(Collected data)

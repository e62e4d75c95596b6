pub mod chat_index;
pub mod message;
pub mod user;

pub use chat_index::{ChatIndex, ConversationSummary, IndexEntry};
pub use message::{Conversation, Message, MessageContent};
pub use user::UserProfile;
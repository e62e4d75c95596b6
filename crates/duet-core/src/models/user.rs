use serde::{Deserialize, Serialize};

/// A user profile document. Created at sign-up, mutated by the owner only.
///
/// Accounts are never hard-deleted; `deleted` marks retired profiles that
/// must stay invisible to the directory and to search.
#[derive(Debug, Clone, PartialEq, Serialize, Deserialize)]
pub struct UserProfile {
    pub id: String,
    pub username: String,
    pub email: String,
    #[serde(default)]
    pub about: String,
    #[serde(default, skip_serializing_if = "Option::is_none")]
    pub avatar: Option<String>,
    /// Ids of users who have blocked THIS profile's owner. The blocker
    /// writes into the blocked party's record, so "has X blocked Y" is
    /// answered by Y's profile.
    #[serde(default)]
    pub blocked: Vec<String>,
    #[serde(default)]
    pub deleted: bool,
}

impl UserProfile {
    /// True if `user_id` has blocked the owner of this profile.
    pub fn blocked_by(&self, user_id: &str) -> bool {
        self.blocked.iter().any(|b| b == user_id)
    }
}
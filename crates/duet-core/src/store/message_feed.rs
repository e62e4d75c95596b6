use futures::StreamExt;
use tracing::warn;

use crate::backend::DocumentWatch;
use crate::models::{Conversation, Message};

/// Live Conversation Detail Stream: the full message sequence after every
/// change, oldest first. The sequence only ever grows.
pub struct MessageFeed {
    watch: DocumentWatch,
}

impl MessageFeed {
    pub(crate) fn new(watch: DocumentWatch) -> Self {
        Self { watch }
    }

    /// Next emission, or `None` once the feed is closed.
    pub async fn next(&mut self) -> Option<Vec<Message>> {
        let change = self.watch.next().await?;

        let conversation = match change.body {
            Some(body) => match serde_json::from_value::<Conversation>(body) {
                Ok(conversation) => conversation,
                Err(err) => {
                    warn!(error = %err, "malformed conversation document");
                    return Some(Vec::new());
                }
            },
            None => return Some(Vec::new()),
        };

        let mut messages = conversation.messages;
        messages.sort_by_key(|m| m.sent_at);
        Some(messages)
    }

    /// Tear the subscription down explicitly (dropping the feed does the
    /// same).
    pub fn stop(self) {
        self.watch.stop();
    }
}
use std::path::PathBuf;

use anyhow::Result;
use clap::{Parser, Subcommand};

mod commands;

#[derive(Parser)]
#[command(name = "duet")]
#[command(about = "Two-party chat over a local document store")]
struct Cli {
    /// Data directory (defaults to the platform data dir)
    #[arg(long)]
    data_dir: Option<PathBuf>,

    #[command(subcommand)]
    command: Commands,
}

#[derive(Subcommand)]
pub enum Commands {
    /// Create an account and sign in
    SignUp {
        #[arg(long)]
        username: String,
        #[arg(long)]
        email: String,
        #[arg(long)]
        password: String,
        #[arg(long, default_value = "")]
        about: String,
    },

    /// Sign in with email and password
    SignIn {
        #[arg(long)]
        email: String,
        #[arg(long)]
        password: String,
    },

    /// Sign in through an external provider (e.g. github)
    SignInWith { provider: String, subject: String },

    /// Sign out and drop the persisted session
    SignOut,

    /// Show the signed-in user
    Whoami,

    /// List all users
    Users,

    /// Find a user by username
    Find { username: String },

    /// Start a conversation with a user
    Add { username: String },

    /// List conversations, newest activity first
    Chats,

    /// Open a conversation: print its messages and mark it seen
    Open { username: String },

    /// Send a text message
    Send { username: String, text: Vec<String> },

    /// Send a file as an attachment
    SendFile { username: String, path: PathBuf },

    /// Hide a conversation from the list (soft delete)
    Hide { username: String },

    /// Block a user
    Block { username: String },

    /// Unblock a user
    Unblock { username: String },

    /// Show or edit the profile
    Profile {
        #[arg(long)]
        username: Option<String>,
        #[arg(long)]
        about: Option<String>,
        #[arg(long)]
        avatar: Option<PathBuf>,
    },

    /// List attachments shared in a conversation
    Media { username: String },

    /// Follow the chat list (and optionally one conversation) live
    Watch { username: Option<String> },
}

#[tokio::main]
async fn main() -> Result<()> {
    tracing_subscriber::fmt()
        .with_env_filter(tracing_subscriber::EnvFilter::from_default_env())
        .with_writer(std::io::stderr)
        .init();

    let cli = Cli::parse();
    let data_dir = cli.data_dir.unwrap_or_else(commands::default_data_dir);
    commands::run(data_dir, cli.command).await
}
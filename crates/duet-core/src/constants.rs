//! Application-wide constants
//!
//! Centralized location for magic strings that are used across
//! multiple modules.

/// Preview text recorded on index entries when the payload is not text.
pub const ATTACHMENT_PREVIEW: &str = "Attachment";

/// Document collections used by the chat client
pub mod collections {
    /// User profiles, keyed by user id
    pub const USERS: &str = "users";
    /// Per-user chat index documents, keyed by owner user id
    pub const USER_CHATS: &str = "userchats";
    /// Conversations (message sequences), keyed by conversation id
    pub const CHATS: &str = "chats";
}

Exercise requirements:
Scan the entries for the word "Hide". Report each line that has it.

Written reply:
    /// Hide a conversation from the list (soft delete)
    Hide { username: String },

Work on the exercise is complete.